-- Opening Marker --

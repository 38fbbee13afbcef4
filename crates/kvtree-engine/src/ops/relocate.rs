use std::collections::VecDeque;

use tracing::{info, warn};

use crate::error::{MovePhase, TreeError, TreeResult};
use crate::node::{child_path, display_path};
use crate::tree::KvTree;

impl KvTree {
    /// Move the subtree at `source` under `target_parent` as `new_key`.
    /// Returns the new path.
    ///
    /// Keys are derived from full paths, so a move is a copy of every node
    /// followed by a recursive delete of the source. If the copy fails, the
    /// partial destination is deleted on a best-effort basis and the error
    /// is reported as [`TreeError::MoveFailed`] in [`MovePhase::Copy`]. If
    /// removing the source fails, the complete copy is kept and both
    /// subtrees exist.
    pub async fn move_node(
        &self,
        source: &[String],
        target_parent: &[String],
        new_key: &str,
    ) -> TreeResult<Vec<String>> {
        if source.is_empty() {
            return Err(TreeError::InvalidOperation("cannot move the root node".into()));
        }
        if new_key.is_empty() {
            return Err(TreeError::InvalidOperation("new key must not be empty".into()));
        }
        if target_parent.starts_with(source) {
            return Err(TreeError::InvalidOperation(format!(
                "cannot move {} into its own subtree",
                display_path(source)
            )));
        }
        if !self.node_exists(source).await {
            return Err(TreeError::not_found(source));
        }
        if !self.node_exists(target_parent).await {
            return Err(TreeError::parent_missing(target_parent));
        }
        let destination = child_path(target_parent, new_key);
        if self.node_exists(&destination).await {
            return Err(TreeError::already_exists(&destination));
        }

        if let Err(err) = self.copy_subtree(source, &destination).await {
            let cleanup = match self.delete_node(&destination).await {
                Ok(_) => None,
                Err(e) if e.is_not_found() => None,
                Err(e) => {
                    warn!(
                        path = %display_path(&destination),
                        error = %e,
                        "failed to clean up partial move"
                    );
                    Some(Box::new(e))
                }
            };
            return Err(TreeError::MoveFailed {
                from: display_path(source),
                to: display_path(&destination),
                phase: MovePhase::Copy,
                source: Box::new(err),
                cleanup,
            });
        }

        if let Err(err) = self.delete_node(source).await {
            return Err(TreeError::MoveFailed {
                from: display_path(source),
                to: display_path(&destination),
                phase: MovePhase::RemoveSource,
                source: Box::new(err),
                cleanup: None,
            });
        }

        info!(
            from = %display_path(source),
            to = %display_path(&destination),
            "moved subtree"
        );
        Ok(destination)
    }

    /// Recreate every node under `source` at the same relative position
    /// under `destination`, parents before children.
    async fn copy_subtree(&self, source: &[String], destination: &[String]) -> TreeResult<()> {
        let mut queue = VecDeque::from([(source.to_vec(), destination.to_vec())]);
        while let Some((from, to)) = queue.pop_front() {
            let value = self.get_value(&from).await?;
            self.create_node(&to, &value).await?;
            for child in self.nodes().children_or_empty(&from).await? {
                queue.push_back((child_path(&from, &child), child_path(&to, &child)));
            }
        }
        Ok(())
    }
}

-- Closing Marker --

[WORK REQUEST]: After reading the listing, copy all of it out exactly.

[WRITTEN SOLUTION]:
repository 38fbbee13afbcef4
filename crates/kvtree-engine/src/ops/relocate.rs
use std::collections::VecDeque;

use tracing::{info, warn};

use crate::error::{MovePhase, TreeError, TreeResult};
use crate::node::{child_path, display_path};
use crate::tree::KvTree;

impl KvTree {
    /// Move the subtree at `source` under `target_parent` as `new_key`.
    /// Returns the new path.
    ///
    /// Keys are derived from full paths, so a move is a copy of every node
    /// followed by a recursive delete of the source. If the copy fails, the
    /// partial destination is deleted on a best-effort basis and the error
    /// is reported as [`TreeError::MoveFailed`] in [`MovePhase::Copy`]. If
    /// removing the source fails, the complete copy is kept and both
    /// subtrees exist.
    pub async fn move_node(
        &self,
        source: &[String],
        target_parent: &[String],
        new_key: &str,
    ) -> TreeResult<Vec<String>> {
        if source.is_empty() {
            return Err(TreeError::InvalidOperation("cannot move the root node".into()));
        }
        if new_key.is_empty() {
            return Err(TreeError::InvalidOperation("new key must not be empty".into()));
        }
        if target_parent.starts_with(source) {
            return Err(TreeError::InvalidOperation(format!(
                "cannot move {} into its own subtree",
                display_path(source)
            )));
        }
        if !self.node_exists(source).await {
            return Err(TreeError::not_found(source));
        }
        if !self.node_exists(target_parent).await {
            return Err(TreeError::parent_missing(target_parent));
        }
        let destination = child_path(target_parent, new_key);
        if self.node_exists(&destination).await {
            return Err(TreeError::already_exists(&destination));
        }

        if let Err(err) = self.copy_subtree(source, &destination).await {
            let cleanup = match self.delete_node(&destination).await {
                Ok(_) => None,
                Err(e) if e.is_not_found() => None,
                Err(e) => {
                    warn!(
                        path = %display_path(&destination),
                        error = %e,
                        "failed to clean up partial move"
                    );
                    Some(Box::new(e))
                }
            };
            return Err(TreeError::MoveFailed {
                from: display_path(source),
                to: display_path(&destination),
                phase: MovePhase::Copy,
                source: Box::new(err),
                cleanup,
            });
        }

        if let Err(err) = self.delete_node(source).await {
            return Err(TreeError::MoveFailed {
                from: display_path(source),
                to: display_path(&destination),
                phase: MovePhase::RemoveSource,
                source: Box::new(err),
                cleanup: None,
            });
        }

        info!(
            from = %display_path(source),
            to = %display_path(&destination),
            "moved subtree"
        );
        Ok(destination)
    }

    /// Recreate every node under `source` at the same relative position
    /// under `destination`, parents before children.
    async fn copy_subtree(&self, source: &[String], destination: &[String]) -> TreeResult<()> {
        let mut queue = VecDeque::from([(source.to_vec(), destination.to_vec())]);
        while let Some((from, to)) = queue.pop_front() {
            let value = self.get_value(&from).await?;
            self.create_node(&to, &value).await?;
            for child in self.nodes().children_or_empty(&from).await? {
                queue.push_back((child_path(&from, &child), child_path(&to, &child)));
            }
        }
        Ok(())
    }
}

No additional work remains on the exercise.